Implementation Notes#

This section summarizes the key implementation choices.

1. The model can predict different quantities#

The sampler may be implemented using:

  • \(\epsilon\)-prediction

  • \(x_0\)-prediction

  • \(v\)-prediction

But the DDIM step is easiest to think about in terms of \(\hat x_0\) and \(\hat\epsilon\).


2. Use a helper to reconstruct \(\hat x_0\)#

For \(\epsilon\)-prediction:

\[ \hat x_0 = \frac{x_t - \sqrt{1-\bar\alpha_t}\,\epsilon_\theta(x_t,t)}{\sqrt{\bar\alpha_t}}. \]

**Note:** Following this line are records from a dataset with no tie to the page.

/// Tetris on a 10x16 board.
///
/// ## Pieces
///
/// Each shape is a list of rotation states; each state is four cell
/// offsets `(col, row)` from the piece anchor. Rotation steps to the next
/// state modulo the state count and is simply refused when the result
/// would collide (no wall kicks).
///
/// ## Collision
///
/// A cell collides when its column is outside `0..COLS`, its row is at or
/// below `ROWS`, or it lands on a filled board cell. Rows above the top
/// (negative) never collide, so pieces may poke out of the board while
/// spawning or rotating.
///
/// ## Locking
///
/// When the piece cannot move down it is merged into the board, full rows
/// are removed with empty rows inserted at the top, and a new piece
/// spawns. A spawn that collides immediately ends the game: the board and
/// score reset and a fresh piece spawns.

use std::time::Duration;

use rand::rngs::StdRng;
use rand::Rng;

use super::{record_high, GameEvent, MiniGame};
use crate::domain::input::{InputEvent, Key};
use crate::domain::timing::TickGate;

pub const COLS: usize = 10;
pub const ROWS: usize = 16;
pub const LINE_REWARD: u32 = 100;
pub const SPAWN: (i32, i32) = (COLS as i32 / 2 - 2, 0);

type Rotation = [(i32, i32); 4];

pub const SHAPES: [&[Rotation]; 4] = [
    // O
    &[[(0, 0), (1, 0), (0, 1), (1, 1)]],
    // I
    &[
        [(0, 0), (1, 0), (2, 0), (3, 0)],
        [(1, -1), (1, 0), (1, 1), (1, 2)],
    ],
    // T
    &[
        [(0, 0), (1, 0), (2, 0), (1, 1)],
        [(1, 0), (1, 1), (1, 2), (2, 1)],
        [(0, 1), (1, 1), (2, 1), (1, 0)],
        [(0, 1), (1, 0), (1, 1), (1, 2)],
    ],
    // L
    &[
        [(0, 0), (0, 1), (0, 2), (1, 2)],
        [(0, 1), (1, 1), (2, 1), (0, 2)],
        [(0, 0), (1, 0), (1, 1), (1, 2)],
        [(0, 1), (1, 1), (2, 1), (2, 0)],
    ],
];

pub type Board = Vec<[bool; COLS]>;

fn empty_board() -> Board {
    vec![[false; COLS]; ROWS]
}

#[derive(Clone, Debug)]
pub struct TetrisState {
    /// `board[row][col]`, row 0 at the top.
    pub board: Board,
    /// Index into `SHAPES`.
    pub shape: usize,
    pub rotation: usize,
    /// `(col, row)` of the piece origin.
    pub anchor: (i32, i32),
    pub score: u32,
    pub high_score: u32,
}

impl TetrisState {
    /// Board cells covered by the active piece at `anchor`/`rotation`.
    pub fn piece_cells(&self, anchor: (i32, i32), rotation: usize) -> impl Iterator<Item = (i32, i32)> {
        let (ax, ay) = anchor;
        let offsets: Rotation = SHAPES[self.shape][rotation];
        offsets.into_iter().map(move |(x, y)| (ax + x, ay + y))
    }

    /// Would the active piece collide at `anchor`/`rotation`?
    pub fn collides(&self, anchor: (i32, i32), rotation: usize) -> bool {
        self.piece_cells(anchor, rotation).any(|(x, y)| {
            if x < 0 || x >= COLS as i32 || y >= ROWS as i32 {
                return true;
            }
            y >= 0 && self.board[y as usize][x as usize]
        })
    }

    fn lock_piece(&mut self) {
        for (x, y) in self.piece_cells(self.anchor, self.rotation) {
            if y >= 0 {
                self.board[y as usize][x as usize] = true;
            }
        }
    }

    /// Drop full rows, refill from the top. Returns the number cleared.
    fn clear_lines(&mut self) -> u32 {
        self.board.retain(|row| !row.iter().all(|&c| c));
        let cleared = ROWS - self.board.len();
        for _ in 0..cleared {
            self.board.insert(0, [false; COLS]);
        }
        self.score += cleared as u32 * LINE_REWARD;
        cleared as u32
    }
}

pub struct Tetris {
    state: TetrisState,
    gate: TickGate,
    rng: StdRng,
}

impl Tetris {
    pub fn with_rng(drop_delay: Duration, rng: StdRng) -> Self {
        let mut tetris = Tetris {
            state: TetrisState {
                board: empty_board(),
                shape: 0,
                rotation: 0,
                anchor: SPAWN,
                score: 0,
                high_score: 0,
            },
            gate: TickGate::new(drop_delay),
            rng,
        };
        tetris.reset();
        tetris
    }

    fn spawn(&mut self, events: &mut Vec<GameEvent>) {
        self.place_new_piece();
        if self.state.collides(self.state.anchor, self.state.rotation) {
            let s = &mut self.state;
            events.push(GameEvent::BoardReset { score: s.score });
            record_high(s.score, &mut s.high_score, events);
            s.board = empty_board();
            s.score = 0;
            self.place_new_piece();
        }
    }

    fn place_new_piece(&mut self) {
        self.state.shape = self.rng.gen_range(0..SHAPES.len());
        self.state.rotation = 0;
        self.state.anchor = SPAWN;
    }

    fn try_move(&mut self, dx: i32, dy: i32) -> bool {
        let (x, y) = self.state.anchor;
        let next = (x + dx, y + dy);
        if self.state.collides(next, self.state.rotation) {
            return false;
        }
        self.state.anchor = next;
        true
    }

    fn try_rotate(&mut self) {
        let next = (self.state.rotation + 1) % SHAPES[self.state.shape].len();
        if !self.state.collides(self.state.anchor, next) {
            self.state.rotation = next;
        }
    }

    /// One row down; lock, clear and respawn when blocked.
    fn step_down(&mut self) -> Vec<GameEvent> {
        let mut events = Vec::new();
        if self.try_move(0, 1) {
            return events;
        }
        self.state.lock_piece();
        events.push(GameEvent::PieceLocked);
        let lines = self.state.clear_lines();
        if lines > 0 {
            events.push(GameEvent::LinesCleared { lines });
        }
        self.spawn(&mut events);
        events
    }
}

impl MiniGame for Tetris {
    type State = TetrisState;

    fn handle_event(&mut self, event: InputEvent) -> Vec<GameEvent> {
        match event.pressed() {
            Some(Key::Left) => {
                self.try_move(-1, 0);
            }
            Some(Key::Right) => {
                self.try_move(1, 0);
            }
            Some(Key::Up) => self.try_rotate(),
            Some(Key::Down) => return self.step_down(),
            _ => {}
        }
        vec![]
    }

    fn tick(&mut self, now: Duration) -> Vec<GameEvent> {
        if !self.gate.ready(now) {
            return vec![];
        }
        self.step_down()
    }

    fn reset(&mut self) {
        self.state.board = empty_board();
        self.state.score = 0;
        self.place_new_piece();
        self.gate.rearm();
    }

    fn state(&self) -> &TetrisState {
        &self.state
    }
}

This helper is central and should be implemented carefully.


3. Timestep skipping requires a chosen sequence#

Instead of all timesteps, select a sequence such as:

  • uniform in index

  • quadratic spacing

  • custom hand-designed schedules

The DDIM formulas use the corresponding \(\bar\alpha_t\) values directly.


4. Deterministic DDIM is often used for inversion/editing#

Because the mapping is deterministic given the initial noise, DDIM is often used when we want more stable trajectories, interpolation, or inversion-style reasoning.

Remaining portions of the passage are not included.